▸ **TASK ITEM**: Each entry needs to be retyped exactly.

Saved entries
====

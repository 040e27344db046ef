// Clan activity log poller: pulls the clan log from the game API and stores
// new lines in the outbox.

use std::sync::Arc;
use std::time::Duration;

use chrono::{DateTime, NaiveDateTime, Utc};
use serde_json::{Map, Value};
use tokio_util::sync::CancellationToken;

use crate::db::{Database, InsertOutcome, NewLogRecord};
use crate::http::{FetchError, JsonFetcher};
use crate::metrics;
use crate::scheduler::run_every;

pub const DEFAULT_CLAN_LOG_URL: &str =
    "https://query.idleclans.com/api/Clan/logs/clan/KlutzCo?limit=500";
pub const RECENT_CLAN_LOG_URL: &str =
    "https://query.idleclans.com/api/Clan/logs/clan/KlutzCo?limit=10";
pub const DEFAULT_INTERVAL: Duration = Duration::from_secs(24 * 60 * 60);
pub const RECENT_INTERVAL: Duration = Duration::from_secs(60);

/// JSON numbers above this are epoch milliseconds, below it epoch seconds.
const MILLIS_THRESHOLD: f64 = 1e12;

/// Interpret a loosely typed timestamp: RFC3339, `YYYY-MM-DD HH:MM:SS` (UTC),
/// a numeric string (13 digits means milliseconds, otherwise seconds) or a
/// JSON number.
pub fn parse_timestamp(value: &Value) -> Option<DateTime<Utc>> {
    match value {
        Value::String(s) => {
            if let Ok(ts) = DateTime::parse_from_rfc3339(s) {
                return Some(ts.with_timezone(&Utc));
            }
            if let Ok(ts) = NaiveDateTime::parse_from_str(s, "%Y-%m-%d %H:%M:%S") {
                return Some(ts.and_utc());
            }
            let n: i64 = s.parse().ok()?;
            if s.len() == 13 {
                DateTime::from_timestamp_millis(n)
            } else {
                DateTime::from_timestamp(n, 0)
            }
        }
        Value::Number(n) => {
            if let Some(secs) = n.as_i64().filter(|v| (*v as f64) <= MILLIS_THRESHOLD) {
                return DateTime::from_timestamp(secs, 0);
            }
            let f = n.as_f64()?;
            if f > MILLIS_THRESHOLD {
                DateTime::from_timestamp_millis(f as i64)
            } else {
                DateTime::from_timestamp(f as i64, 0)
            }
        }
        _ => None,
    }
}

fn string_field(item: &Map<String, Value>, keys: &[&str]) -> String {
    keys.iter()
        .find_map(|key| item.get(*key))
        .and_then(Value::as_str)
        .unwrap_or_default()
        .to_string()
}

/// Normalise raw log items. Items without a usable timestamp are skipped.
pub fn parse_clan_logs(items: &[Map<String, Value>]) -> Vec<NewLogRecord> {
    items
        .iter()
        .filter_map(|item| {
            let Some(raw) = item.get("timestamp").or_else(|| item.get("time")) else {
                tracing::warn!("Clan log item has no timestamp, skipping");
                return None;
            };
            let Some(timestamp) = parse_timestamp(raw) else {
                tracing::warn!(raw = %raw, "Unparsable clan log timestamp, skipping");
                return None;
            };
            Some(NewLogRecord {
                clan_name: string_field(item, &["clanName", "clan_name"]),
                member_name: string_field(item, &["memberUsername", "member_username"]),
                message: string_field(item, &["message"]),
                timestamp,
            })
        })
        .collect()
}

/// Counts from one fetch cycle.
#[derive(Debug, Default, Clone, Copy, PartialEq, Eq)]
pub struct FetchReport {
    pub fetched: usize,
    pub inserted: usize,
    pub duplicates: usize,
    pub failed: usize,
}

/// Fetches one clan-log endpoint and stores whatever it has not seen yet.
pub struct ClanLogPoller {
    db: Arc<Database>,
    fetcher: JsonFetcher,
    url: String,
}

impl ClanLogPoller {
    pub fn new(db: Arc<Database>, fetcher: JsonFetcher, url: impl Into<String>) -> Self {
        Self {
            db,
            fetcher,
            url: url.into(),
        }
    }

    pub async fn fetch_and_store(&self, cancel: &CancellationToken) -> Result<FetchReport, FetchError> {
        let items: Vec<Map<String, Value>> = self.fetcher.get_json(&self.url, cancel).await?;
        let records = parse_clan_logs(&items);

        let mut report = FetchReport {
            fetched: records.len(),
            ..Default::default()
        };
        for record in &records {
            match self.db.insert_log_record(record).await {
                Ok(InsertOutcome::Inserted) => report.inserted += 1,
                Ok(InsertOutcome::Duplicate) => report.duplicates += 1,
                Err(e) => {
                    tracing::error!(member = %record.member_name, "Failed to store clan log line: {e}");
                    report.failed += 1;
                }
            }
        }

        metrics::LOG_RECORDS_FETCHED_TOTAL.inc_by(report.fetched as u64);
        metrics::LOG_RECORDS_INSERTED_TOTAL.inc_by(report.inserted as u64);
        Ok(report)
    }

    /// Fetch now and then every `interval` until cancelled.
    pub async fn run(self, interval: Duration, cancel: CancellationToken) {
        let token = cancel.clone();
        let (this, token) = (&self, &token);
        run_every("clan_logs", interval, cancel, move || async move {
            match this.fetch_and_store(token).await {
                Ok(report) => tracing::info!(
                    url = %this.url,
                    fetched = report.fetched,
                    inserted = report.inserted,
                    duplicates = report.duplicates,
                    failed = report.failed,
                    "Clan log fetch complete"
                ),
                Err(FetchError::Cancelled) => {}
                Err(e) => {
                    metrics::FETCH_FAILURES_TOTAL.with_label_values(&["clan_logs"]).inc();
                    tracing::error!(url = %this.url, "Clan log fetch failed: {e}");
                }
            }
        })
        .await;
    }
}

====

▸ **SOLUTION TO THIS EXERCISE**:
repository 040e27344db046ef
// Clan activity log poller: pulls the clan log from the game API and stores
// new lines in the outbox.

use std::sync::Arc;
use std::time::Duration;

use chrono::{DateTime, NaiveDateTime, Utc};
use serde_json::{Map, Value};
use tokio_util::sync::CancellationToken;

use crate::db::{Database, InsertOutcome, NewLogRecord};
use crate::http::{FetchError, JsonFetcher};
use crate::metrics;
use crate::scheduler::run_every;

pub const DEFAULT_CLAN_LOG_URL: &str =
    "https://query.idleclans.com/api/Clan/logs/clan/KlutzCo?limit=500";
pub const RECENT_CLAN_LOG_URL: &str =
    "https://query.idleclans.com/api/Clan/logs/clan/KlutzCo?limit=10";
pub const DEFAULT_INTERVAL: Duration = Duration::from_secs(24 * 60 * 60);
pub const RECENT_INTERVAL: Duration = Duration::from_secs(60);

/// JSON numbers above this are epoch milliseconds, below it epoch seconds.
const MILLIS_THRESHOLD: f64 = 1e12;

/// Interpret a loosely typed timestamp: RFC3339, `YYYY-MM-DD HH:MM:SS` (UTC),
/// a numeric string (13 digits means milliseconds, otherwise seconds) or a
/// JSON number.
pub fn parse_timestamp(value: &Value) -> Option<DateTime<Utc>> {
    match value {
        Value::String(s) => {
            if let Ok(ts) = DateTime::parse_from_rfc3339(s) {
                return Some(ts.with_timezone(&Utc));
            }
            if let Ok(ts) = NaiveDateTime::parse_from_str(s, "%Y-%m-%d %H:%M:%S") {
                return Some(ts.and_utc());
            }
            let n: i64 = s.parse().ok()?;
            if s.len() == 13 {
                DateTime::from_timestamp_millis(n)
            } else {
                DateTime::from_timestamp(n, 0)
            }
        }
        Value::Number(n) => {
            if let Some(secs) = n.as_i64().filter(|v| (*v as f64) <= MILLIS_THRESHOLD) {
                return DateTime::from_timestamp(secs, 0);
            }
            let f = n.as_f64()?;
            if f > MILLIS_THRESHOLD {
                DateTime::from_timestamp_millis(f as i64)
            } else {
                DateTime::from_timestamp(f as i64, 0)
            }
        }
        _ => None,
    }
}

fn string_field(item: &Map<String, Value>, keys: &[&str]) -> String {
    keys.iter()
        .find_map(|key| item.get(*key))
        .and_then(Value::as_str)
        .unwrap_or_default()
        .to_string()
}

/// Normalise raw log items. Items without a usable timestamp are skipped.
pub fn parse_clan_logs(items: &[Map<String, Value>]) -> Vec<NewLogRecord> {
    items
        .iter()
        .filter_map(|item| {
            let Some(raw) = item.get("timestamp").or_else(|| item.get("time")) else {
                tracing::warn!("Clan log item has no timestamp, skipping");
                return None;
            };
            let Some(timestamp) = parse_timestamp(raw) else {
                tracing::warn!(raw = %raw, "Unparsable clan log timestamp, skipping");
                return None;
            };
            Some(NewLogRecord {
                clan_name: string_field(item, &["clanName", "clan_name"]),
                member_name: string_field(item, &["memberUsername", "member_username"]),
                message: string_field(item, &["message"]),
                timestamp,
            })
        })
        .collect()
}

/// Counts from one fetch cycle.
#[derive(Debug, Default, Clone, Copy, PartialEq, Eq)]
pub struct FetchReport {
    pub fetched: usize,
    pub inserted: usize,
    pub duplicates: usize,
    pub failed: usize,
}

/// Fetches one clan-log endpoint and stores whatever it has not seen yet.
pub struct ClanLogPoller {
    db: Arc<Database>,
    fetcher: JsonFetcher,
    url: String,
}

impl ClanLogPoller {
    pub fn new(db: Arc<Database>, fetcher: JsonFetcher, url: impl Into<String>) -> Self {
        Self {
            db,
            fetcher,
            url: url.into(),
        }
    }

    pub async fn fetch_and_store(&self, cancel: &CancellationToken) -> Result<FetchReport, FetchError> {
        let items: Vec<Map<String, Value>> = self.fetcher.get_json(&self.url, cancel).await?;
        let records = parse_clan_logs(&items);

        let mut report = FetchReport {
            fetched: records.len(),
            ..Default::default()
        };
        for record in &records {
            match self.db.insert_log_record(record).await {
                Ok(InsertOutcome::Inserted) => report.inserted += 1,
                Ok(InsertOutcome::Duplicate) => report.duplicates += 1,
                Err(e) => {
                    tracing::error!(member = %record.member_name, "Failed to store clan log line: {e}");
                    report.failed += 1;
                }
            }
        }

        metrics::LOG_RECORDS_FETCHED_TOTAL.inc_by(report.fetched as u64);
        metrics::LOG_RECORDS_INSERTED_TOTAL.inc_by(report.inserted as u64);
        Ok(report)
    }

    /// Fetch now and then every `interval` until cancelled.
    pub async fn run(self, interval: Duration, cancel: CancellationToken) {
        let token = cancel.clone();
        let (this, token) = (&self, &token);
        run_every("clan_logs", interval, cancel, move || async move {
            match this.fetch_and_store(token).await {
                Ok(report) => tracing::info!(
                    url = %this.url,
                    fetched = report.fetched,
                    inserted = report.inserted,
                    duplicates = report.duplicates,
                    failed = report.failed,
                    "Clan log fetch complete"
                ),
                Err(FetchError::Cancelled) => {}
                Err(e) => {
                    metrics::FETCH_FAILURES_TOTAL.with_label_values(&["clan_logs"]).inc();
                    tracing::error!(url = %this.url, "Clan log fetch failed: {e}");
                }
            }
        })
        .await;
    }
}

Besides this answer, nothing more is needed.